SPRINGFIELD, MO — This is an interesting take on the Tide Pod challenge. Springfield Missouri’s Hurts Donut shop is selling doughnut decorated to look like the capsules filled with laundry detergent. The move is in response to the incomprehensible viral movement that has people posting pictures and videos of them eating the poisonous combination.
The caption posted to the Hurts Donut shop’s Facebook page says, “I thought this might clear up any confusion there might have been but now adults are throwing donuts in the washer.” A second post to the page says, “We will even fill them for you. With FOOD. Not laundry detergent. In the case at both locations today and tomorrow.”
YouTube and Facebook are trying to stop the spread of the Tide Pod Challenge, a bizarre and dangerous phenomenon in which social media users eat laundry detergent packets on camera.
YouTube, which is owned by Google, says it’s taking down clips that show people taking bites of the pods. The videos have become an online craze among teenagers, prompting widespread health and safety warnings.
“YouTube’s Community Guidelines prohibit content that’s intended to encourage dangerous activities that have an inherent risk of physical harm,” a Google spokesperson said in a statement. “We work to quickly remove flagged videos that violate our policies.”
Facebook has also removed posts from its platforms, including Instagram.
A company spokesperson told CNNMoney that “we don’t allow the promotion of self-injury and will remove it when we’re made aware of it.”
For years, children have inadvertently eaten the toxic packets, leading to accidental poisonings and calls for parents to keep them away from their kids. Some say the products can be mistaken for candy.
But in recent weeks, the #TidePodChallenge hashtag has exploded, leading the American Association of Poison Control Centers to issue an alert.
In the first 15 days of this year, the organization received the same number of calls about “intentional exposures” to laundry packets among teenagers as it did in the whole of 2016.
“A recent trend among teenagers ingesting the packets — and uploading videos to various internet platforms including video-sharing websites, social media, and vlogging platforms — has caused significant concern among poison control centers,” the association said Tuesday.

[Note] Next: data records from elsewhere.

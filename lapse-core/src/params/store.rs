//! Parameter store
//!
//! Holds the live values of every editable quantity and which menu page is
//! selected. Values start from [`ControllerConfig`] defaults and are lost on
//! power cycle.

use crate::config::{ControllerConfig, TimingConfig, Variant, MAX_DURATION_MS};
use crate::params::parameter::{Parameter, ParameterKind};
use crate::time::Tick;

/// Live parameter values
#[derive(Debug, Clone)]
#[cfg_attr(feature = "defmt", derive(defmt::Format))]
pub struct ParameterStore {
    /// Menu pages for the active variant
    modes: &'static [Parameter],
    /// Index into `modes`, always `< modes.len()`
    selected: usize,
    /// Floors, fixed wake timings and the starting values
    timing: TimingConfig,
    shutter_hold: Tick,
    time_between_shots: Tick,
    session_duration: Tick,
    duration_increment: Tick,
    session_increment: Tick,
    shall_wake: bool,
    enabled: bool,
}

impl ParameterStore {
    /// Create a store with the configured defaults
    ///
    /// The basic variant has no enable switch and is always enabled. The
    /// extended variant boots disabled so nothing fires until the operator
    /// turns it on.
    pub fn new(config: &ControllerConfig) -> Self {
        let timing = config.timing;
        Self {
            modes: config.variant.modes(),
            selected: 0,
            timing,
            shutter_hold: timing.shutter_hold_ms,
            time_between_shots: timing.time_between_shots_ms,
            session_duration: timing.session_duration_ms,
            duration_increment: timing.duration_increment_ms,
            session_increment: timing.session_increment_ms,
            shall_wake: false,
            enabled: matches!(config.variant, Variant::Basic),
        }
    }

    /// Currently selected page
    pub fn selected(&self) -> Parameter {
        self.modes[self.selected]
    }

    /// Index of the selected page
    pub fn selected_index(&self) -> usize {
        self.selected
    }

    /// Number of pages in the menu
    pub fn mode_count(&self) -> usize {
        self.modes.len()
    }

    /// Advance to the next page, wrapping after the last
    pub fn select_next(&mut self) -> Parameter {
        self.selected = (self.selected + 1) % self.modes.len();
        self.selected()
    }

    /// Relay hold per shot (ms)
    pub fn shutter_hold(&self) -> Tick {
        self.shutter_hold
    }

    /// Gap between shots (ms)
    pub fn time_between_shots(&self) -> Tick {
        self.time_between_shots
    }

    /// Session length (ms)
    pub fn session_duration(&self) -> Tick {
        self.session_duration
    }

    /// Step for on/off time edits (ms)
    pub fn duration_increment(&self) -> Tick {
        self.duration_increment
    }

    /// Step for session length edits (ms)
    pub fn session_increment(&self) -> Tick {
        self.session_increment
    }

    /// Length of the wake pulse (ms)
    pub fn wake_hold(&self) -> Tick {
        self.timing.wake_hold_ms
    }

    /// Lead time from wake pulse to shot (ms)
    pub fn wake_before_shot(&self) -> Tick {
        self.timing.wake_before_shot_ms
    }

    /// Pulse the wake line before shots
    pub fn shall_wake(&self) -> bool {
        self.shall_wake
    }

    /// Master enable
    pub fn is_enabled(&self) -> bool {
        self.enabled
    }

    /// Force the master enable (session expiry)
    pub fn set_enabled(&mut self, enabled: bool) {
        self.enabled = enabled;
    }

    /// Current value of a duration or step-size parameter
    pub fn duration(&self, parameter: Parameter) -> Option<Tick> {
        match parameter {
            Parameter::OnTime => Some(self.shutter_hold),
            Parameter::OffTime => Some(self.time_between_shots),
            Parameter::SessionDuration => Some(self.session_duration),
            Parameter::Increment => Some(self.duration_increment),
            Parameter::SessionIncrement => Some(self.session_increment),
            _ => None,
        }
    }

    /// Current value of a flag parameter
    pub fn flag(&self, parameter: Parameter) -> Option<bool> {
        match parameter {
            Parameter::ShallWake => Some(self.shall_wake),
            Parameter::Enabled => Some(self.enabled),
            _ => None,
        }
    }

    /// Floor for a duration parameter
    pub fn floor(&self, parameter: Parameter) -> Option<Tick> {
        match parameter {
            Parameter::OnTime => Some(self.timing.min_shutter_hold_ms),
            Parameter::OffTime => Some(self.timing.min_time_between_shots_ms),
            Parameter::SessionDuration => Some(self.timing.min_session_duration_ms),
            _ => None,
        }
    }

    /// Step applied to a duration parameter
    pub fn step(&self, parameter: Parameter) -> Option<Tick> {
        match parameter {
            Parameter::OnTime | Parameter::OffTime => Some(self.duration_increment),
            Parameter::SessionDuration => Some(self.session_increment),
            _ => None,
        }
    }

    /// Store a duration or step-size value
    ///
    /// Durations are clamped into `[floor, MAX_DURATION_MS]`. Returns the
    /// value actually stored.
    pub fn set_duration(&mut self, parameter: Parameter, value: Tick) -> Option<Tick> {
        let value = match parameter.kind() {
            ParameterKind::Duration => {
                let floor = self.floor(parameter)?;
                value.clamp(floor, MAX_DURATION_MS.max(floor))
            }
            ParameterKind::StepSize => value.max(1),
            _ => return None,
        };

        let slot = match parameter {
            Parameter::OnTime => &mut self.shutter_hold,
            Parameter::OffTime => &mut self.time_between_shots,
            Parameter::SessionDuration => &mut self.session_duration,
            Parameter::Increment => &mut self.duration_increment,
            Parameter::SessionIncrement => &mut self.session_increment,
            _ => return None,
        };
        *slot = value;
        Some(value)
    }

    /// Store a flag value
    pub fn set_flag(&mut self, parameter: Parameter, value: bool) -> Option<bool> {
        match parameter {
            Parameter::ShallWake => self.shall_wake = value,
            Parameter::Enabled => self.enabled = value,
            _ => return None,
        }
        Some(value)
    }
}

#[cfg(test)]
mod tests {
    use super::*;
    use proptest::prelude::*;

    #[test]
    fn test_defaults() {
        let store = ParameterStore::new(&ControllerConfig::extended());
        assert_eq!(store.selected(), Parameter::OnTime);
        assert_eq!(store.shutter_hold(), 2300);
        assert_eq!(store.time_between_shots(), 2000);
        assert_eq!(store.wake_hold(), 100);
        assert_eq!(store.wake_before_shot(), 3000);
        assert!(!store.shall_wake());
        assert!(!store.is_enabled());
    }

    #[test]
    fn test_basic_always_enabled() {
        let store = ParameterStore::new(&ControllerConfig::basic());
        assert!(store.is_enabled());
        assert_eq!(store.mode_count(), 4);
    }

    #[test]
    fn test_select_next_wraps() {
        let mut store = ParameterStore::new(&ControllerConfig::basic());
        assert_eq!(store.select_next(), Parameter::OffTime);
        assert_eq!(store.select_next(), Parameter::ShallWake);
        assert_eq!(store.select_next(), Parameter::Increment);
        assert_eq!(store.select_next(), Parameter::OnTime);
    }

    #[test]
    fn test_set_duration_clamps_to_floor() {
        let mut store = ParameterStore::new(&ControllerConfig::default());
        assert_eq!(store.set_duration(Parameter::OnTime, 10), Some(500));
        assert_eq!(store.shutter_hold(), 500);
        assert_eq!(
            store.set_duration(Parameter::SessionDuration, 1_000),
            Some(60_000)
        );
    }

    #[test]
    fn test_set_duration_clamps_to_ceiling() {
        let mut store = ParameterStore::new(&ControllerConfig::default());
        assert_eq!(
            store.set_duration(Parameter::OffTime, u32::MAX),
            Some(MAX_DURATION_MS)
        );
    }

    #[test]
    fn test_wrong_kind_rejected() {
        let mut store = ParameterStore::new(&ControllerConfig::default());
        assert_eq!(store.set_duration(Parameter::ShallWake, 5), None);
        assert_eq!(store.set_flag(Parameter::OnTime, true), None);
        assert_eq!(store.set_flag(Parameter::SessionRunning, true), None);
    }

    proptest! {
        #[test]
        fn selection_index_stays_in_range(presses in 0usize..200, extended in any::<bool>()) {
            let config = if extended { ControllerConfig::extended() } else { ControllerConfig::basic() };
            let mut store = ParameterStore::new(&config);
            for _ in 0..presses {
                store.select_next();
                prop_assert!(store.selected_index() < store.mode_count());
            }
            prop_assert_eq!(store.selected_index(), presses % store.mode_count());
        }
    }
}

Tide’s parent company, Procter & Gamble, told CNN in a statement that “nothing is more important to us than the safety of people who use our products.”
“We are deeply concerned about conversations related to intentional and improper use of liquid laundry pacs and have been working with leading social media networks to remove harmful content that is not consistent with their policies,” said a company representative.
It’s unclear how the craze started. Some reports suggest the idea grew out of online memes joking about how appetizing the pods looked.
P&G is hoping a celebrity will help make a difference on the issue. Over the weekend, it enlisted NFL star Rob Gronkowski to appear in an official Tide video that gained millions of views on Twitter.
“What the heck is going on, people? Use Tide Pods for washing. Not eating,” Gronkowski tells viewers.
Google says that in addition to removing the videos, users who post clips of themselves or others doing the Tide Pod Challenge will be given a strike on their YouTube channels for violating content rules.
Its pledge to clamp down on the videos comes as the company takes further steps to police content.
This week, YouTube said that it would assign workers to “manually review” its most popular videos after a controversial clip by Logan Paul, a famous blogger, violated guidelines.